What do I know about the weather? I know that it passes through me, over me and, in some cases, below me. That’s all I know. Science, of course, addresses the evidence differently. In a supposedly objective way. Feeling from the subjective, I can say that what I know about the weather, and what I feel, is all that I need to know. Though my senses may betray and my emotions may swell, I know my personal track record is better than the weather man’s. He uses science, but he lacks the local skills to reach the conclusions of verifiable evidence that yes, it’s raining, yes, it’s a hurricane outside, and so on. But these are conclusions we are already able to reach by looking up into the sky, opening our eyes, taking a breath, and catching the ill winds that blow through all of us now, at one time or another, for an unlucky many on a daily basis.
The scientific process, whatever it takes to get theory ratified into human understanding, will not help us now. We must rely on our senses, now, or the situation looks terminal. Doomed, actually.
Now, “doomed” is a big long ominous word. Life will adapt. For example, you might live in a condo in the future in, say, Carlsbard Caverns. Certainly, Carlsbad Caverns, though I have never seen it, scientifically speaking, I know it must be a beautiful place. Yes, we humans have always done well in caves. Caves are consistently good for being safe from, say, tornados. The attendant rain my eventually reach you, but as far as tornados go, you’re good. They provide excellent cover from the cold, and yes, the heat. It’s nice and cool down there in those caves. You might like that fine.
Scientifically speaking, I don’t know much about the Kyoto Protocols. My knowledge is based on hearsay. Certaintly, here in Arizona, as it is for the rest of America, there is no evidence of any kind of Japanese-hosted global protocol, unless you count Toyotas. Otherwise, the air is dirty as sin here. In this valley, I choke on the dust, and it really cramps my smoking. My senses tell me the air is dirty as sin and sin is disorderly, to say the least. A protocol implies order. There is no order here, sir.
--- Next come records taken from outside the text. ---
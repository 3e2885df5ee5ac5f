use anyhow::{Context, Result};
use clap::{Parser, Subcommand};
use conjure_daemon::config::Config;
use conjure_daemon::server::{self, Server};
use conjure_protocol::{methods, GenerateResponse, HistoryResponse, JsonRpcRequest, JsonRpcResponse, RequestId};
use std::path::Path;
use tokio::io::{AsyncBufReadExt, AsyncWriteExt, BufReader};
use tokio::net::UnixStream;

#[derive(Parser)]
#[command(
    name = "conjure",
    about = "Turn natural-language requests into shell commands"
)]
#[command(version)]
struct Cli {
    #[command(subcommand)]
    command: Commands,
}

#[derive(Subcommand)]
enum Commands {
    /// Start the Conjure daemon
    Start {
        /// Run in foreground (don't daemonize)
        #[arg(long)]
        foreground: bool,
        /// Path to config file
        #[arg(long)]
        config: Option<String>,
    },
    /// Stop the running daemon
    Stop,
    /// Show daemon status
    Status,
    /// Generate a shell command from a natural-language description
    Generate {
        /// What the command should do
        text: Vec<String>,
    },
    /// List past requests, most recent first
    History,
    /// Clear the request history
    ClearHistory,
}

#[tokio::main]
async fn main() -> Result<()> {
    let cli = Cli::parse();

    match cli.command {
        Commands::Start { foreground, config } => cmd_start(foreground, config).await,
        Commands::Stop => cmd_stop().await,
        Commands::Status => cmd_status().await,
        Commands::Generate { text } => cmd_generate(text.join(" ")).await,
        Commands::History => cmd_history().await,
        Commands::ClearHistory => cmd_clear_history().await,
    }
}

async fn cmd_start(foreground: bool, config_path: Option<String>) -> Result<()> {
    // Check if already running
    if is_daemon_running() {
        println!("Conjure daemon is already running.");
        return Ok(());
    }

    let config = match &config_path {
        Some(path) => Config::load_from(Path::new(path))?,
        None => Config::load()?,
    };

    if foreground {
        server::init_tracing(&config.daemon.log_level);
        println!("Starting Conjure daemon (foreground)...");
        let server = Server::new(config);
        server.run().await?;
    } else {
        // Spawn as background process
        let exe = std::env::current_exe()?;
        let mut args = vec!["start".to_string(), "--foreground".to_string()];
        if let Some(path) = config_path {
            args.push("--config".to_string());
            args.push(path);
        }

        let child = std::process::Command::new(exe)
            .args(&args)
            .stdin(std::process::Stdio::null())
            .stdout(std::process::Stdio::null())
            .stderr(std::process::Stdio::null())
            .spawn()
            .context("Failed to spawn daemon process")?;

        println!("Conjure daemon started (PID: {})", child.id());
    }

    Ok(())
}

async fn cmd_stop() -> Result<()> {
    if !is_daemon_running() {
        println!("Conjure daemon is not running.");
        return Ok(());
    }

    // Send shutdown via socket
    let config = Config::load().unwrap_or_default();
    match send_request(&config.daemon.socket_path, methods::SHUTDOWN, None).await {
        Ok(_) => println!("Conjure daemon stopped."),
        Err(_) => {
            // Fallback: kill via PID
            if let Ok(pid_str) = std::fs::read_to_string(Config::pid_path()) {
                if let Ok(pid) = pid_str.trim().parse::<i32>() {
                    unsafe {
                        libc::kill(pid, libc::SIGTERM);
                    }
                    let _ = std::fs::remove_file(Config::pid_path());
                    println!("Conjure daemon stopped (via signal).");
                }
            }
        }
    }

    Ok(())
}

async fn cmd_status() -> Result<()> {
    if !is_daemon_running() {
        println!("Conjure daemon is not running.");
        return Ok(());
    }

    let config = Config::load().unwrap_or_default();
    match send_request(&config.daemon.socket_path, methods::STATUS, None).await {
        Ok(response) => {
            if let Some(result) = response.result {
                println!("Conjure daemon status:");
                println!("{}", serde_json::to_string_pretty(&result)?);
            }
        }
        Err(e) => {
            println!("Failed to get status: {e}");
        }
    }

    Ok(())
}

async fn cmd_generate(text: String) -> Result<()> {
    if !is_daemon_running() {
        anyhow::bail!("Conjure daemon is not running. Start it with: conjure start");
    }

    let config = Config::load().unwrap_or_default();
    let params = serde_json::json!({ "text": text });
    let response =
        send_request(&config.daemon.socket_path, methods::GENERATE, Some(params)).await?;

    if let Some(error) = response.error {
        anyhow::bail!("{}", error.message);
    }

    let result = response.result.context("Daemon returned an empty response")?;
    let generated: GenerateResponse = serde_json::from_value(result)?;
    println!("{}", generated.command);

    Ok(())
}

async fn cmd_history() -> Result<()> {
    if !is_daemon_running() {
        anyhow::bail!("Conjure daemon is not running. Start it with: conjure start");
    }

    let config = Config::load().unwrap_or_default();
    let response =
        send_request(&config.daemon.socket_path, methods::HISTORY_LIST, None).await?;

    let result = response.result.context("Daemon returned an empty response")?;
    let history: HistoryResponse = serde_json::from_value(result)?;
    for entry in history.entries {
        println!("{entry}");
    }

    Ok(())
}

async fn cmd_clear_history() -> Result<()> {
    if !is_daemon_running() {
        anyhow::bail!("Conjure daemon is not running. Start it with: conjure start");
    }

    let config = Config::load().unwrap_or_default();
    send_request(&config.daemon.socket_path, methods::HISTORY_CLEAR, None).await?;
    println!("History cleared.");

    Ok(())
}

/// Send a JSON-RPC request to the daemon and return the response.
async fn send_request(
    socket_path: &str,
    method: &str,
    params: Option<serde_json::Value>,
) -> Result<JsonRpcResponse> {
    let stream = UnixStream::connect(socket_path).await?;
    let (reader, mut writer) = stream.into_split();

    let request = JsonRpcRequest::new(method, params, RequestId::Number(1));
    let json = serde_json::to_string(&request)?;

    writer.write_all(json.as_bytes()).await?;
    writer.write_all(b"\n").await?;
    writer.flush().await?;

    let mut reader = BufReader::new(reader);
    let mut line = String::new();
    reader.read_line(&mut line).await?;

    let response: JsonRpcResponse = serde_json::from_str(&line)?;
    Ok(response)
}

fn is_daemon_running() -> bool {
    let pid_path = Config::pid_path();
    if !pid_path.exists() {
        return false;
    }

    if let Ok(pid_str) = std::fs::read_to_string(&pid_path) {
        if let Ok(pid) = pid_str.trim().parse::<i32>() {
            // Check if process is alive
            unsafe { libc::kill(pid, 0) == 0 }
        } else {
            false
        }
    } else {
        false
    }
}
Chaos and disorder is what I feel when the wind gussies up and the barometric pressure drops. Anyone who cares to sense it can. At least they might catch a whiff of ozone in the air, right before it rains. We aren’t all robots. In fact, I believe our senses make us excellent subjective scientists, and that gives me hope. When the wind gussied up last night, fences were blown down, whole branches thrown across the city and into the street. In the Arcadia District, the old irrigated grove neighborhoods of Phoenix, every orange on the block was shaken from their trees. Whole groves in orbit around their former tree mothers now, turning green manicured lawns and dusty road gutters into brightly little decorated fantasy zones for free fruit: Just pick it before the noon sun cooks them into juice. The previous night’s wind shear, blowing from the northwest, from the barren expense near Barstow, a dry Mojave-style blow, spreckled the city greenery with little dots of fun factory oranges.
Indeed, the Good Friday Wind Shear of 2006 in Phoenix at dusk, as it now so shall be duly named and recorded, forcefully demonstrated the keen possibilities for our senses to detect some sort of disturbance in the ... um, force. A greater degree of unpredictability, at least, is clearly in the works.
The empirical evidence of the event suggests the following: Oranges don’t usually decorate lawns as if God’s great applecart had been tilted over. In nature, humans are biologically trained to pick them first. But today, the day after the Good Friday Wind Shear of 2006, oranges cover the desert floor, the fruit of spring is lost to everyone but those walking outdoors carrying grocery bags, or hey, little doggie poop bagettes. Those are coming in handy, too.
At the arrival of the storm, the front door to the second-story condo blew up, since it faced the winds, trees swayed madly, and to the good fortune of my own little endeavor in empirical science, a string of mulit-colored toy balloons (perhaps the casualty of a Latino car dealership upwind) swished across my line of sight, speeding by about one-hundred feet up: a perfect weather balloon. I’d say it was doing sixty (even though I can’t detect the red-shift and all). Conclusion: A big storm is zeroing in on the southwest from L.A., but who knows. Irregardless, the winds of change are speaking.